My personal preference is (3), but I suspect after mysterious crashes with plugins, we will have been happier with (4).

On Thu, May 7, 2020 at 7:42 PM Sudheer Vinukonda <sudheervinukonda@yahoo.com> wrote:
+1 on the general idea to make the reloadability customizable per plugin.

However, I think it'd be more simple, cleaner and intuitive to not tie it to whether or not a plugin is used both as a global and remap plugin.

In other words, approach (1) below but, instead of calling it "@global", we could add a param which says "@reloadable=false" (the default value for "@reloadable" can be "true").
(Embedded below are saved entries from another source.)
//! The `AstProvider` implementation (component B/H): parses C++ source with
//! `tree-sitter-cpp` and materializes a [`RootData`] node table from it.

use std::fs;
use std::path::Path;
use std::sync::Arc;

use once_cell::sync::OnceCell;
use tree_sitter::{Node as TsNode, Parser};

use astmatch_core::{AstProvider, ContentCache};
use astmatch_error::{Error, ErrorKind, Result};

use crate::node::{CppNode, NodeId, NodeRecord, RootData};
use crate::properties::{derive_properties, is_specifier_keyword};

/// Syntactic wrappers the adapter elides transparently: a node of one of
/// these kinds with exactly one named child is replaced by that child.
const WRAPPER_KINDS: &[&str] = &["parenthesized_expression", "expression_statement"];

/// `tree-sitter-cpp`-backed [`AstProvider`].
#[derive(Default)]
pub struct CppProvider;

impl CppProvider {
    pub fn new() -> Self {
        Self
    }

    fn parse(&self, source: &str) -> Result<tree_sitter::Tree> {
        let mut parser = Parser::new();
        parser
            .set_language(&tree_sitter_cpp::LANGUAGE.into())
            .map_err(|e| {
                Error::new(ErrorKind::Unexpected, e.to_string()).with_operation("cpp_provider::parse")
            })?;
        parser.parse(source, None).ok_or_else(|| {
            Error::new(ErrorKind::ParseFailed, "tree-sitter returned no tree for this input")
                .with_operation("cpp_provider::parse")
        })
    }

    fn materialize(&self, source: String, logical_name: &str) -> Result<CppNode> {
        let tree = self.parse(&source)?;
        let mut builder = Builder {
            source: source.as_bytes(),
            nodes: Vec::new(),
        };
        let root_id = builder.build(tree.root_node(), None);
        let Builder { nodes, .. } = builder;
        let content_cache = ContentCache::new();
        content_cache.seed(logical_name.to_string(), source.into_bytes());
        let root_data = Arc::new(RootData {
            filename: logical_name.to_string(),
            nodes,
            content_cache,
        });
        Ok(CppNode::new(root_data, root_id))
    }
}

impl AstProvider for CppProvider {
    type Node = CppNode;

    fn load(&self, path: &Path) -> Result<Self::Node> {
        let content = fs::read_to_string(path).map_err(|e| {
            Error::from(e)
                .with_operation("cpp_provider::load")
                .with_context("path", path.display().to_string())
        })?;
        let logical_name = path.to_string_lossy().into_owned();
        tracing::debug!(file = %logical_name, "cpp_provider: parsing file");
        self.materialize(content, &logical_name)
    }

    fn load_from_text(&self, content: &str, logical_name: &str) -> Result<Self::Node> {
        tracing::debug!(name = logical_name, "cpp_provider: parsing in-memory text");
        self.materialize(content.to_string(), logical_name)
    }
}

struct Builder<'s> {
    source: &'s [u8],
    nodes: Vec<NodeRecord>,
}

impl<'s> Builder<'s> {
    fn build(&mut self, ts_node: TsNode<'_>, parent: Option<NodeId>) -> NodeId {
        if let Some(collapsed) = self.elide(ts_node) {
            return self.build(collapsed, parent);
        }

        let id = NodeId(self.nodes.len());
        let name = resolve_name(ts_node, self.source);
        let raw_text = ts_node.utf8_text(self.source).unwrap_or("");
        let operator = resolve_operator(ts_node, self.source);
        let specifiers = unnamed_child_texts(ts_node, self.source)
            .filter(|text| is_specifier_keyword(text))
            .map(|text| text.to_string());
        let properties = derive_properties(&name, ts_node.kind(), raw_text, operator.as_deref(), specifiers);

        self.nodes.push(NodeRecord {
            kind: ts_node.kind().to_string(),
            name,
            start: ts_node.start_byte(),
            end: ts_node.end_byte(),
            properties,
            parent,
            children: OnceCell::new(),
        });

        let mut cursor = ts_node.walk();
        let child_ids: Vec<NodeId> = ts_node
            .named_children(&mut cursor)
            .map(|child| self.build(child, Some(id)))
            .collect();
        self.nodes[id.0]
            .children
            .set(child_ids)
            .unwrap_or_else(|_| unreachable!("children set exactly once per node"));
        id
    }

    /// If `ts_node` is a thin wrapper with exactly one named child, return
    /// that child so the caller re-enters `build` on it directly instead of
    /// materializing the wrapper. Nested wrappers (parens around parens)
    /// collapse fully since the recursive call checks again.
    fn elide<'t>(&self, ts_node: TsNode<'t>) -> Option<TsNode<'t>> {
        if !WRAPPER_KINDS.contains(&ts_node.kind()) {
            return None;
        }
        if ts_node.named_child_count() != 1 {
            return None;
        }
        ts_node.named_child(0)
    }
}

/// Walk the `name`/`declarator` field chain down to the innermost simple
/// identifier, the tree-sitter analogue of libclang's cursor spelling.
///
/// A bare identifier used in reference position (not as someone else's
/// `name`/`declarator` field) names itself — this is what lets a
/// placeholder like `$cond`, parsed as a standalone identifier expression,
/// carry its own spelling as `AstNode::name()` for the match finder to key
/// wildcard bindings on.
fn resolve_name(ts_node: TsNode<'_>, source: &[u8]) -> String {
    if matches!(ts_node.kind(), "identifier" | "field_identifier" | "type_identifier") {
        return ts_node.utf8_text(source).unwrap_or("").to_string();
    }
    let mut current = ts_node
        .child_by_field_name("name")
        .or_else(|| ts_node.child_by_field_name("declarator"));
    while let Some(node) = current {
        if matches!(node.kind(), "identifier" | "field_identifier" | "type_identifier") {
            return node.utf8_text(source).unwrap_or("").to_string();
        }
        current = node
            .child_by_field_name("declarator")
            .or_else(|| node.child_by_field_name("name"));
    }
    String::new()
}

/// Operator spelling for a `binary_expression`: the stripped byte range
/// between the left operand's end and the right operand's start.
fn resolve_operator(ts_node: TsNode<'_>, source: &[u8]) -> Option<String> {
    if ts_node.kind() != "binary_expression" {
        return None;
    }
    let left = ts_node.child_by_field_name("left")?;
    let right = ts_node.child_by_field_name("right")?;
    let between = source.get(left.end_byte()..right.start_byte())?;
    let text = std::str::from_utf8(between).ok()?.trim();
    if text.is_empty() {
        None
    } else {
        Some(text.to_string())
    }
}

fn unnamed_child_texts<'t>(ts_node: TsNode<'t>, source: &'t [u8]) -> impl Iterator<Item = &'t str> {
    let mut cursor = ts_node.walk();
    let children: Vec<TsNode<'t>> = ts_node.children(&mut cursor).filter(|c| !c.is_named()).collect();
    children.into_iter().filter_map(move |c| c.utf8_text(source).ok())
}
The same param can then be used, when we eventually add relodability to global plugins as well.

Thoughts?




On Thursday, May 7, 2020, 05:24:09 PM PDT, Alan Carroll <solidwallofcode@verizonmedia.com> wrote:


As part of the ATS 9 upgrade, a feature was added so that remap plugins could have their DSO reloaded. This means not just the configuration, but the implementation itself. While very useful, this has some unfortunate side effects with plugins that are used in both a global and remap context. To alleviate this, a configuration variable as added to disable the feature.

Although reasonable, this is a rather heavy handed way to deal with the problem. What would be better is the ability to reload the DSO or not on a per remap plugin basis. I have a few ways this could be done:

1) Add the keyword "@global" to "remap.config". This would behave exactly as "@plugin" except it would prohibit reloading of the DSO for that plugin.

2) Have the remap reload configuration check to see if the plugin is also a global plugin and disable remap DSO reload for that plugin.

3) Add a flag to the global plugin registry information which can be set during TSPluginInit which disables DSO reloading for that plugin, should it occur in "remap.config". This is similar to (2) but requires a  plugin to prohibit DSO reloading. The call woud be TSPluginDSOReloadEnable(flag) and would only be valid when called from TSPluginInit.

4) As (3), except the flag is set by default and must be cleared to enable DSO reloading in "remap.config".

I'm willing to see if I can make this work, but I would like to have some feedback on the preferred approach first.